# [Description of the task]
Please return every line of the records that contains the word "crate".

Dataset entries
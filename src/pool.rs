//! Fixed-size pool of background threads for decode and resample work.
//!
//! Each worker owns a channel. Submission prefers an idle worker with an
//! empty queue and otherwise falls back to round-robin. Results travel back
//! on a per-task oneshot channel tagged with the task id, so callers can
//! await them directly from async code. A pool of size zero runs every task
//! on the submitting thread.

use std::any::Any;
use std::panic::{AssertUnwindSafe, catch_unwind};
use std::sync::atomic::{AtomicBool, AtomicU64, AtomicUsize, Ordering};
use std::sync::{Arc, Mutex};
use std::thread::{self, JoinHandle};

use crossbeam_channel::{Receiver, Sender, unbounded};
use tokio::sync::oneshot;
use tracing::{debug, warn};

use crate::error::{Error, Result};

type Task = Box<dyn FnOnce() + Send + 'static>;

enum Message {
    Run { id: u64, task: Task },
    Shutdown,
}

struct Worker {
    sender: Sender<Message>,
    busy: Arc<AtomicBool>,
}

/// Number of workers used when none is configured.
#[must_use]
pub fn default_pool_size() -> usize {
    thread::available_parallelism().map_or(1, |n| n.get())
}

pub struct WorkerPool {
    workers: Vec<Worker>,
    handles: Mutex<Vec<JoinHandle<()>>>,
    next_worker: AtomicUsize,
    next_id: AtomicU64,
    closed: AtomicBool,
}

fn panic_message(payload: &(dyn Any + Send)) -> String {
    if let Some(s) = payload.downcast_ref::<&str>() {
        (*s).to_string()
    } else if let Some(s) = payload.downcast_ref::<String>() {
        s.clone()
    } else {
        "task panicked".to_string()
    }
}

fn worker_loop(index: usize, receiver: Receiver<Message>, busy: Arc<AtomicBool>) {
    for message in receiver {
        match message {
            Message::Run { id, task } => {
                busy.store(true, Ordering::Release);
                task();
                busy.store(false, Ordering::Release);
                debug!(worker = index, task = id, "task finished");
            }
            Message::Shutdown => break,
        }
    }
}

impl WorkerPool {
    /// Start `size` worker threads. Zero runs tasks synchronously.
    pub fn new(size: usize) -> Result<Self> {
        let mut workers = Vec::with_capacity(size);
        let mut handles = Vec::with_capacity(size);
        for index in 0..size {
            let (sender, receiver) = unbounded();
            let busy = Arc::new(AtomicBool::new(false));
            let worker_busy = Arc::clone(&busy);
            let handle = thread::Builder::new()
                .name(format!("cog-imagery-worker-{index}"))
                .spawn(move || worker_loop(index, receiver, worker_busy))
                .map_err(|e| Error::Worker(format!("failed to spawn worker {index}: {e}")))?;
            workers.push(Worker { sender, busy });
            handles.push(handle);
        }
        debug!(size, "started worker pool");
        Ok(Self {
            workers,
            handles: Mutex::new(handles),
            next_worker: AtomicUsize::new(0),
            next_id: AtomicU64::new(0),
            closed: AtomicBool::new(false),
        })
    }

    #[must_use]
    pub fn size(&self) -> usize {
        self.workers.len()
    }

    #[must_use]
    pub fn is_closed(&self) -> bool {
        self.closed.load(Ordering::Acquire)
    }

    fn pick_worker(&self) -> usize {
        let n = self.workers.len();
        let start = self.next_worker.fetch_add(1, Ordering::Relaxed) % n;
        (0..n)
            .map(|offset| (start + offset) % n)
            .find(|&i| !self.workers[i].busy.load(Ordering::Acquire) && self.workers[i].sender.is_empty())
            .unwrap_or(start)
    }

    /// Queue `task` and return the receiver of its result.
    ///
    /// A panicking task resolves to [`Error::Worker`]; the pool stays usable.
    pub fn submit<T, F>(&self, task: F) -> Result<oneshot::Receiver<Result<T>>>
    where
        T: Send + 'static,
        F: FnOnce() -> T + Send + 'static,
    {
        if self.is_closed() {
            return Err(Error::Destroyed);
        }
        let id = self.next_id.fetch_add(1, Ordering::Relaxed);
        let (reply, receiver) = oneshot::channel();
        let job: Task = Box::new(move || {
            let result = catch_unwind(AssertUnwindSafe(task)).map_err(|payload| {
                let message = panic_message(payload.as_ref());
                warn!(task = id, %message, "worker task panicked");
                Error::Worker(message)
            });
            // the requester may have gone away
            let _ = reply.send(result);
        });

        if self.workers.is_empty() {
            job();
            return Ok(receiver);
        }
        let worker = self.pick_worker();
        self.workers[worker]
            .sender
            .send(Message::Run { id, task: job })
            .map_err(|_| Error::Worker(format!("worker {worker} is gone")))?;
        Ok(receiver)
    }

    /// Run `task` on the pool and wait for its result.
    pub async fn run<T, F>(&self, task: F) -> Result<T>
    where
        T: Send + 'static,
        F: FnOnce() -> T + Send + 'static,
    {
        let receiver = self.submit(task)?;
        receiver
            .await
            .map_err(|_| Error::Worker("worker dropped the task".into()))?
    }

    /// Stop accepting tasks, let queued tasks finish and join every worker.
    /// Calling it again is a no-op.
    pub fn shutdown(&self) {
        if self.closed.swap(true, Ordering::AcqRel) {
            return;
        }
        for worker in &self.workers {
            let _ = worker.sender.send(Message::Shutdown);
        }
        let handles: Vec<JoinHandle<()>> = {
            let mut guard = self.handles.lock().unwrap_or_else(|e| e.into_inner());
            guard.drain(..).collect()
        };
        let current = thread::current().id();
        for handle in handles {
            // a task dropping the last pool reference runs on a worker thread
            if handle.thread().id() == current {
                continue;
            }
            if handle.join().is_err() {
                warn!("worker thread exited with a panic");
            }
        }
        debug!(size = self.workers.len(), "worker pool shut down");
    }
}

impl Drop for WorkerPool {
    fn drop(&mut self) {
        self.shutdown();
    }
}
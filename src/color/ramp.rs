//! Piecewise color ramps over normalized positions.

use serde::{Deserialize, Serialize};

use super::Rgba;
use super::space::{InterpolationMode, from_space, segment_endpoints, to_space};
use crate::stats::BandDomain;

/// Largest number of stops a ramp may carry.
pub const MAX_STOPS: usize = 32;

#[derive(Debug, Clone, Copy, Default, PartialEq, Eq, Hash, Serialize, Deserialize)]
#[serde(rename_all = "lowercase")]
pub enum RampKind {
    /// Interpolate between neighbouring stops.
    #[default]
    Continuous,
    /// Step function, the last stop at or below the value wins.
    Discrete,
}

/// Interval between two adjacent stops, with endpoints pre-resolved in the
/// interpolation space.
#[derive(Debug, Clone, Copy, PartialEq)]
pub struct Segment {
    pub t0: f64,
    pub t1: f64,
    pub start: [f64; 4],
    pub end: [f64; 4],
}

#[derive(Debug, Clone, PartialEq)]
pub struct ColorRamp {
    kind: RampKind,
    mode: InterpolationMode,
    positions: Vec<f64>,
    colors: Vec<Rgba>,
    segments: Vec<Segment>,
}

impl ColorRamp {
    /// Build a ramp from stops positioned in normalized `0..=1` space.
    pub fn new(mut stops: Vec<(f64, Rgba)>, kind: RampKind, mode: InterpolationMode) -> Result<Self, String> {
        if stops.is_empty() {
            return Err("color ramp needs at least one stop".into());
        }
        if stops.len() > MAX_STOPS {
            return Err(format!("color ramp has {} stops, at most {MAX_STOPS} are supported", stops.len()));
        }
        if stops.iter().any(|(t, _)| !t.is_finite()) {
            return Err("color stop positions must be finite".into());
        }
        stops.sort_by(|a, b| a.0.total_cmp(&b.0));

        let positions: Vec<f64> = stops.iter().map(|s| s.0).collect();
        let colors: Vec<Rgba> = stops.iter().map(|s| s.1).collect();
        let segments = stops
            .windows(2)
            .map(|pair| {
                let (start, end) = segment_endpoints(
                    to_space(pair[0].1.to_array(), mode),
                    to_space(pair[1].1.to_array(), mode),
                    mode,
                );
                Segment { t0: pair[0].0, t1: pair[1].0, start, end }
            })
            .collect();

        Ok(Self { kind, mode, positions, colors, segments })
    }

    /// Build a ramp from stops given in data units.
    ///
    /// The first stop is moved down to `domain.min` when it lies above it and
    /// the last stop is repeated at `domain.max` when it lies below it.
    pub fn from_values(
        mut stops: Vec<(f64, Rgba)>,
        domain: BandDomain,
        kind: RampKind,
        mode: InterpolationMode,
    ) -> Result<Self, String> {
        stops.sort_by(|a, b| a.0.total_cmp(&b.0));
        if let Some(first) = stops.first_mut()
            && first.0 > domain.min
        {
            first.0 = domain.min;
        }
        if let Some(&(value, color)) = stops.last()
            && value < domain.max
        {
            stops.push((domain.max, color));
        }
        let normalized = stops.into_iter().map(|(v, c)| (domain.normalize(v), c)).collect();
        Self::new(normalized, kind, mode)
    }

    /// Build a ramp from colors spread evenly over `0..1`, each owning an
    /// equal share of the domain.
    pub fn evenly(colors: Vec<Rgba>, kind: RampKind, mode: InterpolationMode) -> Result<Self, String> {
        let step = 1.0 / colors.len().max(1) as f64;
        let stops = colors.into_iter().enumerate().map(|(i, c)| (i as f64 * step, c)).collect();
        Self::new(stops, kind, mode)
    }

    #[must_use]
    pub fn kind(&self) -> RampKind {
        self.kind
    }

    #[must_use]
    pub fn mode(&self) -> InterpolationMode {
        self.mode
    }

    #[must_use]
    pub fn positions(&self) -> &[f64] {
        &self.positions
    }

    #[must_use]
    pub fn colors(&self) -> &[Rgba] {
        &self.colors
    }

    #[must_use]
    pub fn segments(&self) -> &[Segment] {
        &self.segments
    }

    /// Color at normalized position `t`.
    #[must_use]
    pub fn color_at(&self, t: f64) -> Rgba {
        match self.kind {
            RampKind::Continuous => self.continuous(t),
            RampKind::Discrete => self.discrete(t),
        }
    }

    fn continuous(&self, t: f64) -> Rgba {
        let Some(&last) = self.colors.last() else {
            return Rgba::TRANSPARENT;
        };
        let Some(index) = self.segments.iter().position(|s| t < s.t1) else {
            return last;
        };
        let seg = &self.segments[index];
        if t <= seg.t0 {
            return self.colors[index];
        }
        let span = seg.t1 - seg.t0;
        let local = if span > 0.0 { (t - seg.t0) / span } else { 0.0 };
        self.rgba_at(seg, local)
    }

    fn rgba_at(&self, seg: &Segment, local: f64) -> Rgba {
        let mut v = [0.0; 4];
        for (i, out) in v.iter_mut().enumerate() {
            *out = seg.start[i] + (seg.end[i] - seg.start[i]) * local;
        }
        let [r, g, b, a] = from_space(v, self.mode);
        Rgba::new(r, g, b, a)
    }

    fn discrete(&self, t: f64) -> Rgba {
        let index = self.positions.partition_point(|&p| p <= t);
        self.colors[index.saturating_sub(1)]
    }
}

# [Task output]
use crate::error::{Error, Result};
use crate::stats::BandDomain;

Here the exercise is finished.